Directions
All of the data is to be set down again without any alteration.

Data for the task
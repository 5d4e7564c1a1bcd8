//! Tests for typed field coercion

use crate::error::{ErrorKind, HousingError};
use crate::reader::field_parsers::*;

#[test]
fn test_parse_floor_count_integer() {
    assert_eq!(parse_floor_count("9").unwrap(), 9);
    assert_eq!(parse_floor_count("-3").unwrap(), -3);
}

#[test]
fn test_parse_floor_count_fractional_is_type_error() {
    let err = parse_floor_count("3.5").unwrap_err();
    assert_eq!(err.kind(), ErrorKind::Type);
    match err {
        HousingError::InvalidType { reason, .. } => {
            assert_eq!(reason, "floor count must be an integer");
        }
        other => panic!("Expected InvalidType, got {:?}", other),
    }
}

#[test]
fn test_parse_floor_count_text_is_parse_error() {
    assert_eq!(parse_floor_count("nine").unwrap_err().kind(), ErrorKind::Parse);
    assert_eq!(parse_floor_count("").unwrap_err().kind(), ErrorKind::Parse);
}

#[test]
fn test_parse_population_fractional_is_type_error() {
    let err = parse_population("12.5").unwrap_err();
    assert_eq!(err.kind(), ErrorKind::Type);
    assert!(err.to_string().contains("population must be an integer"));
}

#[test]
fn test_parse_area_residential() {
    assert_eq!(parse_area_residential("123.25").unwrap(), 123.25);
    assert_eq!(parse_area_residential("80").unwrap(), 80.0);
    assert_eq!(parse_area_residential("big").unwrap_err().kind(), ErrorKind::Parse);
    assert_eq!(parse_area_residential("NaN").unwrap_err().kind(), ErrorKind::Parse);
    assert_eq!(parse_area_residential("inf").unwrap_err().kind(), ErrorKind::Parse);
}

#[test]
fn test_oversized_whole_numbers_are_out_of_range() {
    let err = parse_population("10000000000000000000").unwrap_err();
    assert_eq!(err.kind(), ErrorKind::Value);
    assert!(err.to_string().contains("population is out of range"));

    let err = parse_floor_count("99999999999999999999").unwrap_err();
    assert_eq!(err.kind(), ErrorKind::Value);
    assert!(err.to_string().contains("floor count is out of range"));

    assert_eq!(
        parse_floor_count("-99999999999999999999").unwrap_err().kind(),
        ErrorKind::Value
    );
}

#[test]
fn test_integer_limits_still_parse() {
    assert_eq!(parse_population("9223372036854775807").unwrap(), i64::MAX);
    assert_eq!(parse_floor_count("+12").unwrap(), 12);
}

#[test]
fn test_exponent_and_decimal_forms_are_type_errors() {
    assert_eq!(parse_floor_count("1e3").unwrap_err().kind(), ErrorKind::Type);
    assert_eq!(parse_floor_count("5.0").unwrap_err().kind(), ErrorKind::Type);
    assert_eq!(parse_floor_count("+").unwrap_err().kind(), ErrorKind::Parse);
}
use serde::{Deserialize, Serialize};

/// Render-time parameters supplied alongside a tree
#[derive(Debug, Clone, PartialEq, Serialize, Deserialize)]
#[serde(rename_all = "camelCase")]
pub struct GlobalSettings {
    #[serde(default = "default_font_family")]
    pub font_family: String,

    #[serde(default = "default_primary_color")]
    pub primary_color: String,

    #[serde(default = "default_secondary_color")]
    pub secondary_color: String,

    /// Content width in pixels
    #[serde(default = "default_max_width")]
    pub max_width: u32,

    #[serde(default = "default_background_color")]
    pub background_color: String,
}

fn default_font_family() -> String {
    "Arial, Helvetica, sans-serif".to_string()
}

fn default_primary_color() -> String {
    "#2563eb".to_string()
}

fn default_secondary_color() -> String {
    "#64748b".to_string()
}

fn default_max_width() -> u32 {
    600
}

fn default_background_color() -> String {
    "#f4f4f5".to_string()
}

impl Default for GlobalSettings {
    fn default() -> Self {
        Self {
            font_family: default_font_family(),
            primary_color: default_primary_color(),
            secondary_color: default_secondary_color(),
            max_width: default_max_width(),
            background_color: default_background_color(),
        }
    }
}
fn scalar(value: &Value) -> Option<String> {
    match value {
        Value::String(s) => Some(s.clone()),
        Value::Number(n) => Some(n.to_string()),
        _ => None,
    }
}

fn text_content(node: &Node) -> String {
    escape_html(node.content.as_deref().unwrap_or_default()).replace('\n', "<br>")
}

fn table_attrs(extra: Vec<(&str, String)>) -> String {
    let mut all = vec![
        ("role", "presentation".to_string()),
        ("width", "100%".to_string()),
        ("cellpadding", "0".to_string()),
        ("cellspacing", "0".to_string()),
        ("border", "0".to_string()),
    ];
    all.extend(extra);
    attrs(&all)
}

/// ` name="value"` pairs, skipping empty values
fn attrs(pairs: &[(&str, String)]) -> String {
    attrs_keep_empty(pairs, &[])
}

fn attrs_keep_empty(pairs: &[(&str, String)], keep: &[&str]) -> String {
    pairs
        .iter()
        .filter(|(name, value)| !value.is_empty() || keep.contains(name))
        .map(|(name, value)| format!(" {}=\"{}\"", name, escape_html(value)))
        .collect()
}

pub(crate) fn escape_html(text: &str) -> String {
    text.replace('&', "&amp;")
        .replace('<', "&lt;")
        .replace('>', "&gt;")
        .replace('"', "&quot;")
        .replace('\'', "&#39;")
}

Answer to the exercise
repository 5d4e7564c1a1bcd8
//! Tests for typed field coercion

use crate::error::{ErrorKind, HousingError};
use crate::reader::field_parsers::*;

#[test]
fn test_parse_floor_count_integer() {
    assert_eq!(parse_floor_count("9").unwrap(), 9);
    assert_eq!(parse_floor_count("-3").unwrap(), -3);
}

#[test]
fn test_parse_floor_count_fractional_is_type_error() {
    let err = parse_floor_count("3.5").unwrap_err();
    assert_eq!(err.kind(), ErrorKind::Type);
    match err {
        HousingError::InvalidType { reason, .. } => {
            assert_eq!(reason, "floor count must be an integer");
        }
        other => panic!("Expected InvalidType, got {:?}", other),
    }
}

#[test]
fn test_parse_floor_count_text_is_parse_error() {
    assert_eq!(parse_floor_count("nine").unwrap_err().kind(), ErrorKind::Parse);
    assert_eq!(parse_floor_count("").unwrap_err().kind(), ErrorKind::Parse);
}

#[test]
fn test_parse_population_fractional_is_type_error() {
    let err = parse_population("12.5").unwrap_err();
    assert_eq!(err.kind(), ErrorKind::Type);
    assert!(err.to_string().contains("population must be an integer"));
}

#[test]
fn test_parse_area_residential() {
    assert_eq!(parse_area_residential("123.25").unwrap(), 123.25);
    assert_eq!(parse_area_residential("80").unwrap(), 80.0);
    assert_eq!(parse_area_residential("big").unwrap_err().kind(), ErrorKind::Parse);
    assert_eq!(parse_area_residential("NaN").unwrap_err().kind(), ErrorKind::Parse);
    assert_eq!(parse_area_residential("inf").unwrap_err().kind(), ErrorKind::Parse);
}

#[test]
fn test_oversized_whole_numbers_are_out_of_range() {
    let err = parse_population("10000000000000000000").unwrap_err();
    assert_eq!(err.kind(), ErrorKind::Value);
    assert!(err.to_string().contains("population is out of range"));

    let err = parse_floor_count("99999999999999999999").unwrap_err();
    assert_eq!(err.kind(), ErrorKind::Value);
    assert!(err.to_string().contains("floor count is out of range"));

    assert_eq!(
        parse_floor_count("-99999999999999999999").unwrap_err().kind(),
        ErrorKind::Value
    );
}

#[test]
fn test_integer_limits_still_parse() {
    assert_eq!(parse_population("9223372036854775807").unwrap(), i64::MAX);
    assert_eq!(parse_floor_count("+12").unwrap(), 12);
}

#[test]
fn test_exponent_and_decimal_forms_are_type_errors() {
    assert_eq!(parse_floor_count("1e3").unwrap_err().kind(), ErrorKind::Type);
    assert_eq!(parse_floor_count("5.0").unwrap_err().kind(), ErrorKind::Type);
    assert_eq!(parse_floor_count("+").unwrap_err().kind(), ErrorKind::Parse);
}
use serde::{Deserialize, Serialize};

/// Render-time parameters supplied alongside a tree
#[derive(Debug, Clone, PartialEq, Serialize, Deserialize)]
#[serde(rename_all = "camelCase")]
pub struct GlobalSettings {
    #[serde(default = "default_font_family")]
    pub font_family: String,

    #[serde(default = "default_primary_color")]
    pub primary_color: String,

    #[serde(default = "default_secondary_color")]
    pub secondary_color: String,

    /// Content width in pixels
    #[serde(default = "default_max_width")]
    pub max_width: u32,

    #[serde(default = "default_background_color")]
    pub background_color: String,
}

fn default_font_family() -> String {
    "Arial, Helvetica, sans-serif".to_string()
}

fn default_primary_color() -> String {
    "#2563eb".to_string()
}

fn default_secondary_color() -> String {
    "#64748b".to_string()
}

fn default_max_width() -> u32 {
    600
}

fn default_background_color() -> String {
    "#f4f4f5".to_string()
}

impl Default for GlobalSettings {
    fn default() -> Self {
        Self {
            font_family: default_font_family(),
            primary_color: default_primary_color(),
            secondary_color: default_secondary_color(),
            max_width: default_max_width(),
            background_color: default_background_color(),
        }
    }
}
fn scalar(value: &Value) -> Option<String> {
    match value {
        Value::String(s) => Some(s.clone()),
        Value::Number(n) => Some(n.to_string()),
        _ => None,
    }
}

fn text_content(node: &Node) -> String {
    escape_html(node.content.as_deref().unwrap_or_default()).replace('\n', "<br>")
}

fn table_attrs(extra: Vec<(&str, String)>) -> String {
    let mut all = vec![
        ("role", "presentation".to_string()),
        ("width", "100%".to_string()),
        ("cellpadding", "0".to_string()),
        ("cellspacing", "0".to_string()),
        ("border", "0".to_string()),
    ];
    all.extend(extra);
    attrs(&all)
}

/// ` name="value"` pairs, skipping empty values
fn attrs(pairs: &[(&str, String)]) -> String {
    attrs_keep_empty(pairs, &[])
}

fn attrs_keep_empty(pairs: &[(&str, String)], keep: &[&str]) -> String {
    pairs
        .iter()
        .filter(|(name, value)| !value.is_empty() || keep.contains(name))
        .map(|(name, value)| format!(" {}=\"{}\"", name, escape_html(value)))
        .collect()
}

pub(crate) fn escape_html(text: &str) -> String {
    text.replace('&', "&amp;")
        .replace('<', "&lt;")
        .replace('>', "&gt;")
        .replace('"', "&quot;")
        .replace('\'', "&#39;")
}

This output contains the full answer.